Lech Lecha: "The Uncertain Woods of Faith"

The Uncertain Woods of Faith

The French Jewish philosopher Emanuel Levinas teaches that what makes Torah holy is its infinite meaning. Holiness is therefore defined by inexhaustible possibility. I myself include in the category of Torah other expressions of art and spirit in this definition, such as Stephen Soundheim’s “Into the Woods,” a classic which weaves together several familiar fairytales and creates a nuanced moral tale pointing the way toward personal growth and engaged living. I’m not giving Soundheim rabbinic ordination, but Jewish learning can be deeply blessed by the gifts of worldly wisdom.

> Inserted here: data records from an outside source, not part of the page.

//! Tests de integración sobre la superficie de la librería: pricing,
//! disponibilidad, máquina de estados, agregación y bus de eventos.
//! Todo lo que toca Postgres se cubre aparte con una base real.

use chrono::{NaiveDate, Utc};
use rust_decimal::Decimal;
use serde_json::json;
use uuid::Uuid;

use fleet_reservations::events::{apply_change, ChangeEvent, ChangeKind, EntityKind, EventBus};
use fleet_reservations::models::{
    MaintenanceSchedule, MaintenanceStatus, Reservation, ReservationStatus, Vehicle, VehicleStatus,
};
use fleet_reservations::services::fleet_aggregator;
use fleet_reservations::services::{availability, pricing};
use fleet_reservations::AppError;

fn date(y: i32, m: u32, d: u32) -> NaiveDate {
    NaiveDate::from_ymd_opt(y, m, d).unwrap()
}

fn dec(s: &str) -> Decimal {
    Decimal::from_str_exact(s).unwrap()
}

fn vehicle(status: VehicleStatus, daily_rate: Decimal) -> Vehicle {
    Vehicle {
        id: Uuid::new_v4(),
        brand: "Peugeot".to_string(),
        model: "Partner".to_string(),
        year: 2023,
        daily_rate,
        seats: 2,
        transmission: "manual".to_string(),
        fuel_type: "diesel".to_string(),
        status,
        license_plate: "XY-987-ZW".to_string(),
        next_maintenance_date: None,
        utilization_rate: 0,
        created_at: Utc::now(),
    }
}

fn reservation(
    vehicle_id: Uuid,
    start: NaiveDate,
    end: NaiveDate,
    status: ReservationStatus,
) -> Reservation {
    let quote = pricing::price(dec("100.00"), start, end).unwrap();
    Reservation {
        id: Uuid::new_v4(),
        vehicle_id,
        customer_name: "Luc Besson".to_string(),
        customer_email: "luc@example.com".to_string(),
        customer_phone: "+33633333333".to_string(),
        start_date: start,
        end_date: end,
        total_days: quote.total_days,
        daily_rate: dec("100.00"),
        total_amount: quote.total_amount,
        deposit_amount: quote.deposit_amount,
        pickup_location: "Nice".to_string(),
        dropoff_location: "Nice".to_string(),
        status,
        created_at: Utc::now(),
        updated_at: Utc::now(),
    }
}

#[test]
fn pricing_matches_rate_times_days_with_30_percent_deposit() {
    let quote = pricing::price(dec("120.00"), date(2025, 1, 10), date(2025, 1, 15)).unwrap();
    assert_eq!(quote.total_days, 5);
    assert_eq!(quote.total_amount, dec("600.00"));
    assert_eq!(quote.deposit_amount, dec("180.00"));

    // Determinista: misma entrada, misma salida
    let again = pricing::price(dec("120.00"), date(2025, 1, 10), date(2025, 1, 15)).unwrap();
    assert_eq!(quote, again);
}

#[test]
fn pricing_rejects_non_positive_ranges() {
    assert!(matches!(
        pricing::price(dec("120.00"), date(2025, 1, 15), date(2025, 1, 15)),
        Err(AppError::Validation(_))
    ));
    assert!(matches!(
        pricing::price(dec("120.00"), date(2025, 1, 16), date(2025, 1, 15)),
        Err(AppError::Validation(_))
    ));
}

#[test]
fn adjacent_bookings_on_same_vehicle_do_not_conflict() {
    let vehicle_id = Uuid::new_v4();
    let existing = vec![reservation(
        vehicle_id,
        date(2025, 1, 10),
        date(2025, 1, 15),
        ReservationStatus::Confirmed,
    )];

    // [10, 15) y [15, 20): se tocan pero no se solapan
    assert!(availability::is_interval_free(
        &existing,
        date(2025, 1, 15),
        date(2025, 1, 20),
        None
    ));
}

#[test]
fn overlapping_booking_is_rejected_by_the_checker() {
    let vehicle_id = Uuid::new_v4();
    let existing = vec![reservation(
        vehicle_id,
        date(2025, 1, 10),
        date(2025, 1, 15),
        ReservationStatus::Confirmed,
    )];

    assert!(!availability::is_interval_free(
        &existing,
        date(2025, 1, 12),
        date(2025, 1, 18),
        None
    ));
}

#[test]
fn two_pending_holds_may_overlap() {
    let vehicle_id = Uuid::new_v4();
    let existing = vec![
        reservation(
            vehicle_id,
            date(2025, 1, 10),
            date(2025, 1, 15),
            ReservationStatus::Pending,
        ),
        reservation(
            vehicle_id,
            date(2025, 1, 12),
            date(2025, 1, 17),
            ReservationStatus::Pending,
        ),
    ];

    // Ninguna pending bloquea: un tercer cliente aún puede reservar
    assert!(availability::is_interval_free(
        &existing,
        date(2025, 1, 11),
        date(2025, 1, 14),
        None
    ));
}

#[test]
fn confirmed_and_active_sets_stay_disjoint_under_the_checker() {
    // Simula la secuencia: A confirmada, B pending sobre el mismo rango.
    // La re-verificación de B (excluyéndose a sí misma) debe fallar.
    let vehicle_id = Uuid::new_v4();
    let a = reservation(
        vehicle_id,
        date(2025, 1, 10),
        date(2025, 1, 15),
        ReservationStatus::Confirmed,
    );
    let b = reservation(
        vehicle_id,
        date(2025, 1, 12),
        date(2025, 1, 16),
        ReservationStatus::Pending,
    );
    let all = vec![a, b.clone()];

    assert!(!availability::is_interval_free(
        &all,
        b.start_date,
        b.end_date,
        Some(b.id)
    ));
}

#[test]
fn state_machine_rejects_shortcuts_and_resurrections() {
    use ReservationStatus::*;

    // pending -> active directo: prohibido
    assert!(!Pending.can_transition_to(Active));
    // resurrección desde terminales: prohibida
    assert!(!Cancelled.can_transition_to(Pending));
    assert!(!Completed.can_transition_to(Active));
    // el camino feliz completo existe
    assert!(Pending.can_transition_to(Confirmed));
    assert!(Confirmed.can_transition_to(Active));
    assert!(Active.can_transition_to(Completed));
}

#[test]
fn snapshot_reports_utilization_and_realized_revenue() {
    let mut vehicles: Vec<Vehicle> = (0..4)
        .map(|_| vehicle(VehicleStatus::InUse, dec("90.00")))
        .collect();
    vehicles.extend((0..6).map(|_| vehicle(VehicleStatus::Available, dec("90.00"))));

    let vid = vehicles[0].id;
    let mut confirmed = reservation(
        vid,
        date(2025, 2, 1),
        date(2025, 2, 11),
        ReservationStatus::Confirmed,
    );
    confirmed.total_amount = dec("3000.00");

    let reservations = vec![confirmed.clone()];
    let snap = fleet_aggregator::snapshot(&vehicles, &reservations, &[], date(2025, 2, 5));
    assert_eq!(snap.utilization_rate, 40);
    // Confirmada es pipeline, no ingreso
    assert_eq!(snap.total_revenue, Decimal::ZERO);

    // Tras completarse, el monto aparece como ingreso realizado
    let mut completed = confirmed;
    completed.status = ReservationStatus::Completed;
    let snap = fleet_aggregator::snapshot(&vehicles, &[completed], &[], date(2025, 2, 20));
    assert_eq!(snap.total_revenue, dec("3000.00"));
}

#[test]
fn snapshot_counts_overdue_maintenance_with_explicit_as_of() {
    let as_of = date(2025, 4, 10);
    let schedules = vec![
        MaintenanceSchedule {
            id: Uuid::new_v4(),
            vehicle_id: Uuid::new_v4(),
            service_type: "tires".to_string(),
            scheduled_date: date(2025, 4, 5),
            completed_date: None,
            status: MaintenanceStatus::Pending,
            cost: None,
            created_at: Utc::now(),
        },
        MaintenanceSchedule {
            id: Uuid::new_v4(),
            vehicle_id: Uuid::new_v4(),
            service_type: "oil_change".to_string(),
            scheduled_date: date(2025, 4, 20),
            completed_date: None,
            status: MaintenanceStatus::Pending,
            cost: None,
            created_at: Utc::now(),
        },
    ];

    let snap = fleet_aggregator::snapshot(&[], &[], &schedules, as_of);
    assert_eq!(snap.pending_maintenance, 2);
    assert_eq!(snap.overdue_maintenance, 1);

    // Mismo conjunto, otro as_of: el resultado cambia solo por el parámetro
    let snap = fleet_aggregator::snapshot(&[], &[], &schedules, date(2025, 4, 25));
    assert_eq!(snap.overdue_maintenance, 2);
}

#[tokio::test]
async fn event_bus_delivers_create_and_cancel_to_a_dashboard() {
    let bus = EventBus::new();
    let mut rx = bus.subscribe(EntityKind::Reservation);

    let created = json!({
        "id": "res-1",
        "status": "pending",
        "updated_at": "2025-05-01T10:00:00Z"
    });
    bus.publish(EntityKind::Reservation, ChangeKind::Created, created.clone());

    let cancelled = json!({
        "id": "res-1",
        "status": "cancelled",
        "updated_at": "2025-05-01T11:00:00Z"
    });
    bus.publish(EntityKind::Reservation, ChangeKind::Updated, cancelled.clone());

    // Un dashboard aplica los eventos sobre su colección local
    let mut local: Vec<serde_json::Value> = Vec::new();
    for _ in 0..2 {
        let event: ChangeEvent = rx.recv().await.unwrap();
        apply_change(&mut local, &event);
    }

    assert_eq!(local.len(), 1);
    assert_eq!(local[0]["status"], "cancelled");
    // Exactamente un evento por mutación: no queda nada en el canal
    assert!(rx.try_recv().is_err());
}

#[tokio::test]
async fn late_subscriber_misses_earlier_events_but_gets_new_ones() {
    let bus = EventBus::new();
    bus.publish(
        EntityKind::Reservation,
        ChangeKind::Created,
        json!({ "id": "old" }),
    );

    let mut rx = bus.subscribe(EntityKind::Reservation);
    bus.publish(
        EntityKind::Reservation,
        ChangeKind::Created,
        json!({ "id": "new" }),
    );

    let event = rx.recv().await.unwrap();
    assert_eq!(event.record["id"], "new");
    assert!(rx.try_recv().is_err());
}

Let’s set the scene: Three parallel stories take place in “Into the Woods.” Jack (of the beanstalk) visits the sky-world of the giants, Cinderella gets her chance at the palace ball, and Little Red Riding Hood ventures off the safe path after being tempted by the wolf. Each character departs from the world they call home and plunges into the unknown, encountering both incredible highs and devastating lows. Whereas the play begins with the classic “Once upon a time,” it surely doesn’t end with “happily ever after.” In fact, “happy ever after” is the title of the closing song of the first act - a true teaching that life rarely continues (nor ends) very cleanly.

And so we turn to the Torah. Lech Lecha (the beginning of the Abraham narrative) begins with “Adonai (God) said to Abram, “[Lech Lecha] Go forth from your native land and from your father’s house to the land that I will show you (Gen. 12:1).” Previous to this communication from God, all we know of Abram is that he is married to Sarai and travels with his father, all very uninformative as to Abram’s character. Except for this - his story sounds very typical. Very ordinary. Hardly the stuff of legends.

So what makes Abram worthy of receiving God’s word? We have heard of no great deeds nor theological speculations from the text itself. There are many early rabbinic attempts to provide Abram a childhood narrative - any childhood! - but none of the creative gap-filling (known as “midrash’) can begin to answer the question. The only answer to the question can be found in the following verses:
“Abram went forth as Adonai had commanded, ...took his wife Sarai and his brother’s son Lot, all the wealth that they had amassed, and the persons that they had acquired in Haran; and they set out for the land of Canaan.” (Gen. 12:5)
God speaks, Abram goes.

We live with a deep desire for routine and pattern. Comfort is an ideal we crave in this world. How easy would it be to give up not only the luxuries we enjoy? If nothing luxurious comes to mind, consider Starbucks and the internet. Now imagine leaving behind caffeine and computer, family and home, language and faith community - everything you know and understand.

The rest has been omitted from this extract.